Quatre beautés, aucune rose,[88] Sur tes places tu disposes Des oeuvres d'art insolites Tel de granit ce monolithe.
Comme abandonné, un touret Cherche à se faire admirer. Une tête sur un plateau d'eau [89] Etonne vieux et ados.
Place Rallier du Baty, Tout près du côté rebâti, Tu proposes à l'oeil d'accoler La chrysalide esseulée.[90]

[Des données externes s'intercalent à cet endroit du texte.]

//! External inspection commands (`getprop`, `mount`, `which su`, `pm path`).

use std::io::Read;
use std::process::{Command, Stdio};
use std::sync::mpsc::{self, RecvTimeoutError};
use std::time::{Duration, Instant};
use tracing::debug;

use rootcheck_core::InvocationError;

/// How often a running child is polled for exit.
const POLL_INTERVAL: Duration = Duration::from_millis(10);

/// Runs a command and returns its standard output split into lines.
///
/// Implementations must only capture stdout. An empty stdout is
/// `InvocationError::EmptyOutput`; trailing empty lines are dropped.
pub trait ProcessInvoker: Send + Sync {
    /// Run `argv[0]` with the remaining arguments.
    fn run(&self, argv: &[String]) -> Result<Vec<String>, InvocationError>;
}

/// Spawns real processes, optionally under a deadline.
#[derive(Debug, Clone, Default)]
pub struct SystemInvoker {
    timeout: Option<Duration>,
}

impl SystemInvoker {
    /// Invoker with an optional deadline per command.
    #[must_use]
    pub const fn new(timeout: Option<Duration>) -> Self {
        Self { timeout }
    }
}

impl ProcessInvoker for SystemInvoker {
    fn run(&self, argv: &[String]) -> Result<Vec<String>, InvocationError> {
        let (program, args) = argv.split_first().ok_or(InvocationError::NoCommand)?;
        let command = argv.join(" ");
        debug!(command = %command, "running inspection command");

        let mut child = Command::new(program)
            .args(args)
            .stdin(Stdio::null())
            .stdout(Stdio::piped())
            .stderr(Stdio::null())
            .spawn()
            .map_err(|source| InvocationError::SpawnFailed {
                command: command.clone(),
                source,
            })?;

        let Some(mut stdout) = child.stdout.take() else {
            let _ = child.kill();
            let _ = child.wait();
            return Err(InvocationError::EmptyOutput { command });
        };

        // Drain the pipe on its own thread; a full pipe would stall the child.
        let (tx, rx) = mpsc::channel();
        std::thread::spawn(move || {
            let mut buf = Vec::new();
            let _ = tx.send(stdout.read_to_end(&mut buf).map(|_| buf));
        });

        let deadline = self.timeout.map(|limit| (Instant::now() + limit, limit));
        let timed_out = |command: String, limit: Duration| {
            debug!(command = %command, "inspection command timed out");
            InvocationError::TimedOut {
                command,
                after: limit,
            }
        };

        loop {
            match child.try_wait() {
                Ok(Some(status)) => {
                    if !status.success() {
                        debug!(command = %command, %status, "inspection command exited unsuccessfully");
                    }
                    break;
                }
                Ok(None) => {
                    if let Some((at, limit)) = deadline {
                        if Instant::now() >= at {
                            let _ = child.kill();
                            let _ = child.wait();
                            return Err(timed_out(command, limit));
                        }
                    }
                    std::thread::sleep(POLL_INTERVAL);
                }
                Err(source) => {
                    let _ = child.kill();
                    return Err(InvocationError::Read { command, source });
                }
            }
        }

        // A background process may still hold stdout after the child exits.
        let received = match deadline {
            Some((at, limit)) => match rx.recv_timeout(at.saturating_duration_since(Instant::now())) {
                Ok(received) => received,
                Err(RecvTimeoutError::Timeout) => return Err(timed_out(command, limit)),
                Err(RecvTimeoutError::Disconnected) => Err(reader_gone()),
            },
            None => rx.recv().unwrap_or_else(|_| Err(reader_gone())),
        };
        let bytes = received.map_err(|source| InvocationError::Read {
            command: command.clone(),
            source,
        })?;

        split_output(&String::from_utf8_lossy(&bytes), command)
    }
}

fn reader_gone() -> std::io::Error {
    std::io::Error::other("stdout reader stopped without a result")
}

/// Split captured stdout into lines.
///
/// Empty output is an error; trailing empty lines are dropped, interior
/// ones are kept.
pub fn split_output(text: &str, command: String) -> Result<Vec<String>, InvocationError> {
    if text.is_empty() {
        return Err(InvocationError::EmptyOutput { command });
    }
    let mut lines: Vec<String> = text.split('\n').map(str::to_string).collect();
    while lines.last().is_some_and(String::is_empty) {
        lines.pop();
    }
    Ok(lines)
}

Soixante-douze de granit gris, Voici les colonnes d'Aurélie Figées dans leur alignement, Menhirs en rangs assurément.[91]
Si beaucoup de tes Rennais râlent, Trouvant tes places minérales, De Bréquigny à Maurepas [92] Ils ont tant de parcs, n'est-ce-pas ?
C'est une habitude pérenne De courir dans les rues de Rennes : Octobre, les Rennais se foulent Et à bonnes foulées déroulent.[93]
Aux sons des musiques tu vis. La nuit, tu te réjouis, Avec tes étudiants, danses Et chaque année tu entres en transes.[94]
Mais des étudiants pas sages Rue de la soif font grand tapage,[95] T'accolant une renommée Que Marbode eut bien aimée.[96]
A peine tes murs ravalés Qu'aussitôt ils sont maculés De gribouillis laids et abscons, Tracés furtifs de jeunes cons.[97]
Chaque année, début juillet, De tes Rennais on voit briller, Les yeux que le sommeil fuit Lors des tombées de la nuit. [98]
Et depuis des décennies Tes rotatives chaque nuit S'activent et, au petit matin, Sort le plus grand quotidien. [99]
Telle Atalante, déesse mythique, Des télécoms aux fibres optiques Tu cours, mais laisses les pommes d’or. Trois mille chercheurs ont fait ton fort. [100]
Aux Champs Libres tu proposes Les livres dont tu disposes, Du passé l'exposition, Sciences en compréhension.[101]
98 Tu achevas en l’an deux mille Pour ton transit automobile De boucler enfin ta ceinture Où tu laisses filer les voitures.
Se suivirent Château, Patay[102] [103] Milon,[104] Fréville suivi d'Hervé[105] [106] Auquel succède Delaveau, Au fil des ans tes maires nouveaux.
Les ducs te firent cité ducale Et de Bretagne la capitale. Puis métropole un beau matin, Tu t’offres un métropolitain.[107]
Val, Cityval, sans conducteur, feront glisser leurs voyageurs Sur voies à l'air ou souterraines, De Saint-Jacques à Cesson par Rennes.
Cent quatrains, je vais arrêter De raconter cette cité Mais cinq cents suffiraient à peine Pour décrire et vous narrer Rennes.